━━━━━ Stored data ━━━━━

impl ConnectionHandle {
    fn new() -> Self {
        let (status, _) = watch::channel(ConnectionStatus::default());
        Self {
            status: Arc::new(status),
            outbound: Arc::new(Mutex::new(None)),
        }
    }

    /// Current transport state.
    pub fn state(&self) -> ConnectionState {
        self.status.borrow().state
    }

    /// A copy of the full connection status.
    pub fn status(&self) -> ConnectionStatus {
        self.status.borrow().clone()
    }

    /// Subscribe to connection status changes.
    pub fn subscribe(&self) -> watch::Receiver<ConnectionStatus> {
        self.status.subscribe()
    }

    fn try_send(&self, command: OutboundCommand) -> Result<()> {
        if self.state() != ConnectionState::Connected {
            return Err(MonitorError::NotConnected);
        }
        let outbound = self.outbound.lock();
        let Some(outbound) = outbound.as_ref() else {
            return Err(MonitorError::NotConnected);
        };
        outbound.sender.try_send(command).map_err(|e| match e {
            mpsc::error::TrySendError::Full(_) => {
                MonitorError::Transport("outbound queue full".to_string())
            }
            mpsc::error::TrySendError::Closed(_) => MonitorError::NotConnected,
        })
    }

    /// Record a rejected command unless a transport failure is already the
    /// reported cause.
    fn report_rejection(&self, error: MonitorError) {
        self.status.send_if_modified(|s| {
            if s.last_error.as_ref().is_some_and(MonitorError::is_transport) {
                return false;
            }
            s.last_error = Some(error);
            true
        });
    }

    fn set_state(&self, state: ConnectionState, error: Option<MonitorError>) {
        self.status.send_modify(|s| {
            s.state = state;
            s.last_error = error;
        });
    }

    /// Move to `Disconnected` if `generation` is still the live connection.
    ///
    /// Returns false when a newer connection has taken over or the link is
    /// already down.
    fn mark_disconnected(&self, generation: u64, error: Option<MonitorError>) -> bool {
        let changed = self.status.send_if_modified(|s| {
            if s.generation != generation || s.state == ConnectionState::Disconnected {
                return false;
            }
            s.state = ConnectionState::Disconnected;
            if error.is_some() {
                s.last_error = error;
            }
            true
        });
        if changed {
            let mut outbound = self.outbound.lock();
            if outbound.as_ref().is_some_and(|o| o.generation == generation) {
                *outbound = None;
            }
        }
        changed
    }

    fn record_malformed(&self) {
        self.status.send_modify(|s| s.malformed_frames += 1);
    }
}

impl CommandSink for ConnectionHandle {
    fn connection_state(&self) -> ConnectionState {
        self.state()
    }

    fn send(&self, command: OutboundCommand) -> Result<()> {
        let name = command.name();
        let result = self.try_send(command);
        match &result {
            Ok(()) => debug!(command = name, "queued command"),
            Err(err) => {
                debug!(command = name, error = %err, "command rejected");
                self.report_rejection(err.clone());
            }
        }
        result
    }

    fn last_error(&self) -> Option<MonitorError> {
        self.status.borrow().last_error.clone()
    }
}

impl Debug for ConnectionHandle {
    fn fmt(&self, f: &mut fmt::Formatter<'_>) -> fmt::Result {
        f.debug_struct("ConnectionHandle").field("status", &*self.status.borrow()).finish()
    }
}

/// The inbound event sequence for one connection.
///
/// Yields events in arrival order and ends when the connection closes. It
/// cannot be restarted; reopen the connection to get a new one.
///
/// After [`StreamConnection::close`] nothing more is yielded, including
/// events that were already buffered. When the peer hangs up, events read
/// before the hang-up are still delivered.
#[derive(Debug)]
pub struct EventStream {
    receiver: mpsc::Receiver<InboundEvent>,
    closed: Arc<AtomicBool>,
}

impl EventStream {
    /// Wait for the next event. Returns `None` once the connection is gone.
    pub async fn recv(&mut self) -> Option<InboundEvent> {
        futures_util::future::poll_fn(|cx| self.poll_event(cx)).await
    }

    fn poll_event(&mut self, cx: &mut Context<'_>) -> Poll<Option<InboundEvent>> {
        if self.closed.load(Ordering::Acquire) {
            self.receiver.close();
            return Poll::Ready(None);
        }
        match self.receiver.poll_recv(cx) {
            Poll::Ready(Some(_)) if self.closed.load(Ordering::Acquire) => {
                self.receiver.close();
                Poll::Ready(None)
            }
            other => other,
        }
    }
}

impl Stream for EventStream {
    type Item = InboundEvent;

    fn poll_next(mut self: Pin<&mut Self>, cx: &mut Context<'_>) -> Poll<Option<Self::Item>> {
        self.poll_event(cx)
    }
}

━━━━━

[The problem] With the line containing "Current transport state." as the last one, please set down exactly the lines of the records above from their very first line, and nothing more.

[Result]
impl ConnectionHandle {
    fn new() -> Self {
        let (status, _) = watch::channel(ConnectionStatus::default());
        Self {
            status: Arc::new(status),
            outbound: Arc::new(Mutex::new(None)),
        }
    }

    /// Current transport state.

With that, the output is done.